> **Task objective**
Set out exactly every line of the entries below, starting at the line that holds "filename crates/moked-relay/src/knowledge.rs" and stopping after the line that holds "pub const TOOL_NAME: &str".

(Dataset entries)
---

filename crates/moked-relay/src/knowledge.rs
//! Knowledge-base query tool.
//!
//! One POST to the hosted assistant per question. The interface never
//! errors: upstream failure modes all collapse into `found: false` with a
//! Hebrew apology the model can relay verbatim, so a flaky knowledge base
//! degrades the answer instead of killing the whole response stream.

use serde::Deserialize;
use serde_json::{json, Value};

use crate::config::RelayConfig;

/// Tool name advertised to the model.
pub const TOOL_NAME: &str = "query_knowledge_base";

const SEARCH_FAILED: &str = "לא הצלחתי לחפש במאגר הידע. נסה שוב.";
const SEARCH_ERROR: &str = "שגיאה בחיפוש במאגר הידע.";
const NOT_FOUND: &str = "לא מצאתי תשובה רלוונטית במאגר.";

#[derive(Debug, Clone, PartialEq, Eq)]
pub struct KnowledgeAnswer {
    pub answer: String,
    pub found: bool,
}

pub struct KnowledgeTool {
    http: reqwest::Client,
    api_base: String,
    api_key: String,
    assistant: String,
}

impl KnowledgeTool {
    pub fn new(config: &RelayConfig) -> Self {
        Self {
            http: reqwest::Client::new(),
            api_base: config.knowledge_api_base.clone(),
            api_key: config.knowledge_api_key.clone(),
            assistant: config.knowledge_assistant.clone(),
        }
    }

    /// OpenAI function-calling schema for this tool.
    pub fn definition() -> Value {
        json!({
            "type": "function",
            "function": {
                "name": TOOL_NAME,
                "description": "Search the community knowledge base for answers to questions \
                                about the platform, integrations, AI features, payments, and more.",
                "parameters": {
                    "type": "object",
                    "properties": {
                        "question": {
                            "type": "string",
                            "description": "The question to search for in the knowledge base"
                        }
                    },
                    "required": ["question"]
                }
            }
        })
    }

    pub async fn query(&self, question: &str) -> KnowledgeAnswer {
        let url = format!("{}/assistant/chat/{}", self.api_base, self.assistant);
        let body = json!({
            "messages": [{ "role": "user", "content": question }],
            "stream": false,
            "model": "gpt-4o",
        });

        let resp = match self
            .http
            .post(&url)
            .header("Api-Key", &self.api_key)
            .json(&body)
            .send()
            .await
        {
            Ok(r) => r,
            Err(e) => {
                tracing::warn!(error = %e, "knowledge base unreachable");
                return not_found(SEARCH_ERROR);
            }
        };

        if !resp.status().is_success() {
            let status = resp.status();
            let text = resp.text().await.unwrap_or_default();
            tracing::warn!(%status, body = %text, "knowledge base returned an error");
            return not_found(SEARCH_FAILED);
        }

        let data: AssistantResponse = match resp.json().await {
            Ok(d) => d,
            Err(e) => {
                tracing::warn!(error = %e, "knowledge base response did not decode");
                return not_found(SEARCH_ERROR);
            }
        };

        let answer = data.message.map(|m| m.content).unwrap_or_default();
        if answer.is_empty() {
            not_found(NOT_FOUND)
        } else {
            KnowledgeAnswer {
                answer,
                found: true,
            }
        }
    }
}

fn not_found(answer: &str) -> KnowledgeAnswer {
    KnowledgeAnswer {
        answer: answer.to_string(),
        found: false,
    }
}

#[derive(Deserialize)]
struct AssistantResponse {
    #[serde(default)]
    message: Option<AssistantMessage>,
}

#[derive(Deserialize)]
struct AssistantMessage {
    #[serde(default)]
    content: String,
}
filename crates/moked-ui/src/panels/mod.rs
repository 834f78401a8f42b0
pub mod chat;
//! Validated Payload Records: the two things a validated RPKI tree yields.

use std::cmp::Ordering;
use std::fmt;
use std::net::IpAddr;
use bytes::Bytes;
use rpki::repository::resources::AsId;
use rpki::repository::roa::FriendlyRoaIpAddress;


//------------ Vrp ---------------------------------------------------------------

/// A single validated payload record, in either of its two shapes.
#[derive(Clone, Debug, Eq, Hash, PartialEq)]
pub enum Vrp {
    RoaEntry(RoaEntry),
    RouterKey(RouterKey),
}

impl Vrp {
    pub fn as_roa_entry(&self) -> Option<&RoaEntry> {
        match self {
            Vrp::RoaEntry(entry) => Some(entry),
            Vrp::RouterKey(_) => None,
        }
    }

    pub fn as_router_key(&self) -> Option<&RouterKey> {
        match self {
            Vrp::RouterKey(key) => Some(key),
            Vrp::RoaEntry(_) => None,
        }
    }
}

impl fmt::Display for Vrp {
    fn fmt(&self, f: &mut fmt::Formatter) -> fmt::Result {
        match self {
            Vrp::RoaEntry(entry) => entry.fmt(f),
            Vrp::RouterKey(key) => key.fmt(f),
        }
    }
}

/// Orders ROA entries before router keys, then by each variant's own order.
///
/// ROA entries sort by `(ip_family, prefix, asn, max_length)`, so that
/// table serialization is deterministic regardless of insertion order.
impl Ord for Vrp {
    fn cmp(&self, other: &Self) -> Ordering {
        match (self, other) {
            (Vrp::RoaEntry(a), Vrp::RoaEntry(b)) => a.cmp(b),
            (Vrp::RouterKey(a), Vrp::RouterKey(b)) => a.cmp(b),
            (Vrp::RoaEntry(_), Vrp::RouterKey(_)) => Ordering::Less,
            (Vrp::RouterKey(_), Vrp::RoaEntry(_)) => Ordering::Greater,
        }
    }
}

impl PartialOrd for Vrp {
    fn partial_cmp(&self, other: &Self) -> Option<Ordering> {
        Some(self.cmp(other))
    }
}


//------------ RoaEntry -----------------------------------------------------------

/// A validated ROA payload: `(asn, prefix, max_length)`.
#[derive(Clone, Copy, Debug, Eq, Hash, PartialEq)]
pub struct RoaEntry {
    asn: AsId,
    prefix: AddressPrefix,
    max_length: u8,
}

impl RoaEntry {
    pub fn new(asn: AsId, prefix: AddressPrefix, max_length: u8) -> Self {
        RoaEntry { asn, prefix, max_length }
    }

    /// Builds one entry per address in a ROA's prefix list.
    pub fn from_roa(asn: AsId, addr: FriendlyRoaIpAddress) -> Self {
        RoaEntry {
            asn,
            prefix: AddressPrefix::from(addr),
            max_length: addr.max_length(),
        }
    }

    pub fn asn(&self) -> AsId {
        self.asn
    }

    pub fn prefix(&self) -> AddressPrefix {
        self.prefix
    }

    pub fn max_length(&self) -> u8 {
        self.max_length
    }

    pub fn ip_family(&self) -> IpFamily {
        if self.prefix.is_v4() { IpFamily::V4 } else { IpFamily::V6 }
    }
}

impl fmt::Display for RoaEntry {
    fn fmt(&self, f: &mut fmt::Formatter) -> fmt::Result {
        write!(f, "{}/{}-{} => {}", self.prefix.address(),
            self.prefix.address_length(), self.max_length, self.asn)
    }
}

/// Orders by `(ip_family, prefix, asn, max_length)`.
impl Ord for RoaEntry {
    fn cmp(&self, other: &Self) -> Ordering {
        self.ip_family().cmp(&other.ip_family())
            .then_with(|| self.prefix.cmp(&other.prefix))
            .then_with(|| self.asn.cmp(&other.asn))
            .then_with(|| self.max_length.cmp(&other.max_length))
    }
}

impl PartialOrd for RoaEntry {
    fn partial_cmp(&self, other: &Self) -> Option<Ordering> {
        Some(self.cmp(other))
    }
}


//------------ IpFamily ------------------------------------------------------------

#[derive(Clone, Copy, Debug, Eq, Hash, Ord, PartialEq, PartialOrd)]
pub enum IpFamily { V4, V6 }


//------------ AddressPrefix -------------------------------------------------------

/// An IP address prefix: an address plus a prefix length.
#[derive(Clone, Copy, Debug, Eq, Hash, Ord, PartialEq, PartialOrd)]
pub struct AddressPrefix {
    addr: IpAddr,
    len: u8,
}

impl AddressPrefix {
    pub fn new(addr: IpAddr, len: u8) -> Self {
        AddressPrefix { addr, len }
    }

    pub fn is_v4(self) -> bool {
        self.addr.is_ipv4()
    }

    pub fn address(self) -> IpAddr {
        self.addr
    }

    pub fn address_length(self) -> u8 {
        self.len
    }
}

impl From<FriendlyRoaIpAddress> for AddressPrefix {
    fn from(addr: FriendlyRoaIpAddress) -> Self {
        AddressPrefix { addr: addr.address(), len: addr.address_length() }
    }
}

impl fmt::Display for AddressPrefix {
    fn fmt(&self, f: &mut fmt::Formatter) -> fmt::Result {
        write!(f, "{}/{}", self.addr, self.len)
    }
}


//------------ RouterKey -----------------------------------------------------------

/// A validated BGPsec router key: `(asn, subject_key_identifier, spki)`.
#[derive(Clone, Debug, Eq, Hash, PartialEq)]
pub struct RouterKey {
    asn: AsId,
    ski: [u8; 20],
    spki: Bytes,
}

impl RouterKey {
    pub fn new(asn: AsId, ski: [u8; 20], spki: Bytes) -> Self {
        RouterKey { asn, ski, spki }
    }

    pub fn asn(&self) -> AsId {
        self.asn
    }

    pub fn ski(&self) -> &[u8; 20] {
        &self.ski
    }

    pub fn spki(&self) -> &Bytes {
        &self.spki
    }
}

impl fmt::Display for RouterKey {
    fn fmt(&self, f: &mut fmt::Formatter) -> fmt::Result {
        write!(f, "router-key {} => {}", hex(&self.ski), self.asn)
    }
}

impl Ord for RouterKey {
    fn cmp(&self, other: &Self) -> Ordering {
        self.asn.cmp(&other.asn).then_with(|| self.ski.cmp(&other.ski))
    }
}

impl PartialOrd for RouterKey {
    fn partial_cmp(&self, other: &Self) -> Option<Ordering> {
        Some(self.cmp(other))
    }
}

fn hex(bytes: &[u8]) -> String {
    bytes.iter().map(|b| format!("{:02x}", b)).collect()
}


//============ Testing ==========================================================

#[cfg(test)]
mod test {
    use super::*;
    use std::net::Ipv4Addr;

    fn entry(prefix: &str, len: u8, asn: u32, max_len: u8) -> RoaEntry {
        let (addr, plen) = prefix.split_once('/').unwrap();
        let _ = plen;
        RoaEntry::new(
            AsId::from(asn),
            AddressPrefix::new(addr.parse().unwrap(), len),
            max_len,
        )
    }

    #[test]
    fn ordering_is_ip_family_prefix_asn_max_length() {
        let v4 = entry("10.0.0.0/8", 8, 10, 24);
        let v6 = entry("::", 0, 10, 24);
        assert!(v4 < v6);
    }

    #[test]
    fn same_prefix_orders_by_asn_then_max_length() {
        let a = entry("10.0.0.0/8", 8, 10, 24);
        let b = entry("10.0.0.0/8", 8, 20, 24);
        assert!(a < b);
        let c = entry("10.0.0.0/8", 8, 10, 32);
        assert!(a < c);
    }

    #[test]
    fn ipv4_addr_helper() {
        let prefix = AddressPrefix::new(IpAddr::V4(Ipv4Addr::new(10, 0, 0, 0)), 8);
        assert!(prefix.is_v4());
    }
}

---

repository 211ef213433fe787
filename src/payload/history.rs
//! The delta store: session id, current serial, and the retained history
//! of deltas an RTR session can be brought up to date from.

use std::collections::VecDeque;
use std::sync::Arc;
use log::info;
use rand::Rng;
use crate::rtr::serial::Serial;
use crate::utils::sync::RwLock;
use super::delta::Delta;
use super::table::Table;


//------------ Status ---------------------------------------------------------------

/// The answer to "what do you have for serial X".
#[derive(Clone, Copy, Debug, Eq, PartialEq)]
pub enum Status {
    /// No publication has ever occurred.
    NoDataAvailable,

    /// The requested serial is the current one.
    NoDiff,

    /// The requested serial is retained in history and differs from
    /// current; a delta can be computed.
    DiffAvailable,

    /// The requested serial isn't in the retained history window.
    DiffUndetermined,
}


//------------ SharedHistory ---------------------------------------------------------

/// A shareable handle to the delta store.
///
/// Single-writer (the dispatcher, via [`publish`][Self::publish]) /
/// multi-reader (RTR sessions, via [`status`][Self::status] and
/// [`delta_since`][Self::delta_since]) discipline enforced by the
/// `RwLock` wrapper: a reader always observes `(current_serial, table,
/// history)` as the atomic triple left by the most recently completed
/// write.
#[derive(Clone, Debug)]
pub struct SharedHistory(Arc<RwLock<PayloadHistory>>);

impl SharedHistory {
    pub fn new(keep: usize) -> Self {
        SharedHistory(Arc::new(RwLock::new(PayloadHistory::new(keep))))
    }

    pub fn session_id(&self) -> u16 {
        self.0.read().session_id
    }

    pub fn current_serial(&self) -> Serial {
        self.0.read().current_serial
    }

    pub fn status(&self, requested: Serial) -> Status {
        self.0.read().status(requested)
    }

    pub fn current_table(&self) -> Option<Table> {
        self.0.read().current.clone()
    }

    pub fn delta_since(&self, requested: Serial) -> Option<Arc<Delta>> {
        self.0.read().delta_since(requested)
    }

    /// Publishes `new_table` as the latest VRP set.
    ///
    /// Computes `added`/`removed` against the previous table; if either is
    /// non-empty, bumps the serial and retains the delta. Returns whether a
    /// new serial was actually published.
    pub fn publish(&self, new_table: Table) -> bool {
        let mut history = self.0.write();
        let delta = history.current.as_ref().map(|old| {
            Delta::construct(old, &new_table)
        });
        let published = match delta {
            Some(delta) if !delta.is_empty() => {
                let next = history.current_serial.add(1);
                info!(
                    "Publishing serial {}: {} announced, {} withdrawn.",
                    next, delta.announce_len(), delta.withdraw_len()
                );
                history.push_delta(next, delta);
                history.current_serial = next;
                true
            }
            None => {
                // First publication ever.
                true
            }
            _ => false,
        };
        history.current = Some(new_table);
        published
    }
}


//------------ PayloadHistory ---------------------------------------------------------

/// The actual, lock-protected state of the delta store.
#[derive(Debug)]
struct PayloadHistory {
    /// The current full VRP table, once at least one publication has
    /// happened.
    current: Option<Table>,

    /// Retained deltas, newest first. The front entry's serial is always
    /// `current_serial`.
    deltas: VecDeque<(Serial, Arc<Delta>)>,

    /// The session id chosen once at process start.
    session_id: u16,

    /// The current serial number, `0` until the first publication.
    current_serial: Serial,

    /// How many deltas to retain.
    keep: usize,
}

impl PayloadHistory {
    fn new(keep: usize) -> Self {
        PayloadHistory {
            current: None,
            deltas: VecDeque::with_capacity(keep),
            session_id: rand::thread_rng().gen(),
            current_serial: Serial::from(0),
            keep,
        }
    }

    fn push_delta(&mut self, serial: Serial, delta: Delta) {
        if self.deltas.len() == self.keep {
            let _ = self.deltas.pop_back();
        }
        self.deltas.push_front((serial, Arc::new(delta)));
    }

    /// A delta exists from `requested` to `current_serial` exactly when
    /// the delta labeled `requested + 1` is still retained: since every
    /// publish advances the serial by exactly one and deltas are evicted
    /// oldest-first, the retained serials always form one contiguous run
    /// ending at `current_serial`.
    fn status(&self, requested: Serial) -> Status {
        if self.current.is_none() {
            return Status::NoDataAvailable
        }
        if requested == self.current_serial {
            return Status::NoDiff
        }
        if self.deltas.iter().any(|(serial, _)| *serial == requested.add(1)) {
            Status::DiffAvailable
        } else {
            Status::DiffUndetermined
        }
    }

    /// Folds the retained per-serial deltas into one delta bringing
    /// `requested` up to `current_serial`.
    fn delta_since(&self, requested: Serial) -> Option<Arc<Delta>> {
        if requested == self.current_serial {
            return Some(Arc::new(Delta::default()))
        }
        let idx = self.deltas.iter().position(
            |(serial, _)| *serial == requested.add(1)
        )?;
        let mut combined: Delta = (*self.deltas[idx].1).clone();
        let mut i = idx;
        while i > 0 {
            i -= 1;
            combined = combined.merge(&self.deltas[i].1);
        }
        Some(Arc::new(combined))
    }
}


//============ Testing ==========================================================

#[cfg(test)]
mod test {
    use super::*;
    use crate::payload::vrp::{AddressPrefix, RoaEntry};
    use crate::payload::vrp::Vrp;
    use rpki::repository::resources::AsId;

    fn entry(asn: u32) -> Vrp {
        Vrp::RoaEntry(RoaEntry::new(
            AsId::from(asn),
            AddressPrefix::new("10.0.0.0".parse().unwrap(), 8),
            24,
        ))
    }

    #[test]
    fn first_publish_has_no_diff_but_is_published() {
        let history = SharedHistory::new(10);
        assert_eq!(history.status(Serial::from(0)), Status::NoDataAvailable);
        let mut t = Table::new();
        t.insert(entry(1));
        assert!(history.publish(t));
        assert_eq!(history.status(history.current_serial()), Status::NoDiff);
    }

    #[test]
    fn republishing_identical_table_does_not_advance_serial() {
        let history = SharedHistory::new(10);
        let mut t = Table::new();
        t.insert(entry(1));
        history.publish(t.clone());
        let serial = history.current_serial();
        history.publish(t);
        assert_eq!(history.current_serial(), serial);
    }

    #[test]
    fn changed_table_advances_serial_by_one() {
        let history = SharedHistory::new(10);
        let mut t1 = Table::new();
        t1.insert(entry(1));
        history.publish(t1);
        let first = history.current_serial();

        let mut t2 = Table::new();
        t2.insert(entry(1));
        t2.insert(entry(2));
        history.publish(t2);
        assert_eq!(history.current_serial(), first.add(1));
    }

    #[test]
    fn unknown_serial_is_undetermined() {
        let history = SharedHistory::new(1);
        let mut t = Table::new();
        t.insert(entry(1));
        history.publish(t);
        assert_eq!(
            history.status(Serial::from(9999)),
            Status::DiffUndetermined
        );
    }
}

---

> **Solution**
filename crates/moked-relay/src/knowledge.rs
//! Knowledge-base query tool.
//!
//! One POST to the hosted assistant per question. The interface never
//! errors: upstream failure modes all collapse into `found: false` with a
//! Hebrew apology the model can relay verbatim, so a flaky knowledge base
//! degrades the answer instead of killing the whole response stream.

use serde::Deserialize;
use serde_json::{json, Value};

use crate::config::RelayConfig;

/// Tool name advertised to the model.
pub const TOOL_NAME: &str = "query_knowledge_base";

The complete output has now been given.